I like to get to know my patients and I like to find out about some of their experiences with accessing healthcare. Patients attending the ED with mental health problems have told me all sorts of experiences over time. A patient with a self harm wound was told by a doctor she didn’t need local anaesthetic because she deserved to have pain when he was stitching her up, a patient having parvolex after an overdose was left on their own while in distress and vomiting, she felt ignored by the nursing staff. A distressed patient had security and the police called while she was distressed instead of someone talking to her.
I find it incredibly sad that a patient can attend the ED with a broken arm, they get some pain relief, something to support their arm, an x-ray to find out what was wrong and some prompt treatment, and a patient with a mental health problem can be put in a cubicle, ignored, have the police called. I’ve always known there is stigma around mental health conditions but I didn’t expect to find the stigma in the ED. It is like ED staff don’t always know what to do with a patient in mental health crisis. Maybe the ED isn’t the right place for someone in a mental health crisis? Although it is the one place where you can go with absolutely anything wrong and they can point you in the right direction. I think that initial contact with someone has the ability to be able to calm a crisis or exacerbate it.
One in four people will have a mental health crisis at some time in their life. Many of those will attend the ED, whether right or wrong, usually patients I meet are reluctantly in the ED, either because a friend relative or police have made them. Or because there just aren’t enough availability of services in the community.
I think we need to change how we approach mental health conditions all round. So how could that be done? Offer training to ED staff in emotional first aid? Or address the stigma related to mental health? https://www.time-to-change.org.uk Put mental health nurses in the ED, to help support the ED staff.

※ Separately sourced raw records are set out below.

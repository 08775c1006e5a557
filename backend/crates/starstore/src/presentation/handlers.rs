//! HTTP Handlers

use crate::application::list_history::ListHistoryUseCase;
use crate::application::list_products::ListProductsUseCase;
use crate::application::record_purchase::RecordPurchaseUseCase;
use crate::application::register_products::RegisterProductsUseCase;
use crate::application::config::StoreConfig;
use crate::domain::repository::{HistoryRepository, ProductRepository, PurchaseRepository};
use crate::error::StoreResult;
use crate::presentation::dto::{
    BatchResponse, HistoryRecordResponse, ProductItemRequest, ProductResponse,
    PurchaseItemRequest,
};
use axum::Json;
use axum::extract::{Path, State};
use axum::http::StatusCode;
use axum::response::IntoResponse;
use std::sync::Arc;

/// Shared state for starstore handlers
#[derive(Clone)]
pub struct StoreAppState<R>
where
    R: PurchaseRepository
        + HistoryRepository
        + ProductRepository
        + Clone
        + Send
        + Sync
        + 'static,
{
    pub repo: Arc<R>,
    pub config: Arc<StoreConfig>,
}

/// POST /starstore/buy
///
/// Exactly one aggregated response per request: 201 when every item was
/// recorded, 207 Multi-Status with per-item outcomes otherwise.
pub async fn record_purchases<R>(
    State(state): State<StoreAppState<R>>,
    Json(batch): Json<Vec<PurchaseItemRequest>>,
) -> impl IntoResponse
where
    R: PurchaseRepository
        + HistoryRepository
        + ProductRepository
        + Clone
        + Send
        + Sync
        + 'static,
{
    let use_case =
        RecordPurchaseUseCase::new(state.repo.clone(), state.repo.clone(), state.config.clone());

    let outcome = use_case
        .execute(batch.into_iter().map(Into::into).collect())
        .await;

    let status = if outcome.all_succeeded() {
        StatusCode::CREATED
    } else {
        StatusCode::MULTI_STATUS
    };

    (status, Json(BatchResponse::from(outcome)))
}

/// GET /starstore/history
pub async fn list_history<R>(
    State(state): State<StoreAppState<R>>,
) -> StoreResult<Json<Vec<HistoryRecordResponse>>>
where
    R: PurchaseRepository
        + HistoryRepository
        + ProductRepository
        + Clone
        + Send
        + Sync
        + 'static,
{
    let use_case = ListHistoryUseCase::new(state.repo.clone());

    let records = use_case.list_all().await?;

    Ok(Json(records.into_iter().map(Into::into).collect()))
}

/// GET /starstore/history/{client_id}
///
/// An unknown client id yields an empty array, not an error.
pub async fn list_client_history<R>(
    State(state): State<StoreAppState<R>>,
    Path(client_id): Path<String>,
) -> StoreResult<Json<Vec<HistoryRecordResponse>>>
where
    R: PurchaseRepository
        + HistoryRepository
        + ProductRepository
        + Clone
        + Send
        + Sync
        + 'static,
{
    let use_case = ListHistoryUseCase::new(state.repo.clone());

    let records = use_case.list_for_client(&client_id).await?;

    Ok(Json(records.into_iter().map(Into::into).collect()))
}

/// POST /starstore/products
pub async fn register_products<R>(
    State(state): State<StoreAppState<R>>,
    Json(batch): Json<Vec<ProductItemRequest>>,
) -> impl IntoResponse
where
    R: PurchaseRepository
        + HistoryRepository
        + ProductRepository
        + Clone
        + Send
        + Sync
        + 'static,
{
    let use_case = RegisterProductsUseCase::new(state.repo.clone(), state.config.clone());

    let outcome = use_case
        .execute(batch.into_iter().map(Into::into).collect())
        .await;

    let status = if outcome.all_succeeded() {
        StatusCode::OK
    } else {
        StatusCode::MULTI_STATUS
    };

    (status, Json(BatchResponse::from(outcome)))
}

/// GET /starstore/products
pub async fn list_products<R>(
    State(state): State<StoreAppState<R>>,
) -> StoreResult<Json<Vec<ProductResponse>>>
where
    R: PurchaseRepository
        + HistoryRepository
        + ProductRepository
        + Clone
        + Send
        + Sync
        + 'static,
{
    let use_case = ListProductsUseCase::new(state.repo.clone());

    let products = use_case.list_all().await?;

    Ok(Json(products.into_iter().map(Into::into).collect()))
}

So a patient comes to the ED with a soft tissue injury are told to RICE the injury, so Rest, Ice, Compression, Elevation for the injury to improve. Could we use a similar principle with mental health, so could we help patients to RICE their injury:
- Risk assess, Refer if required
- Investigate causes, Could there be a medical reason?
- Explore ways of coping
Maybe it is time to think of the patients differently instead of treating their specific conditions and treat them from a holistic viewpoint.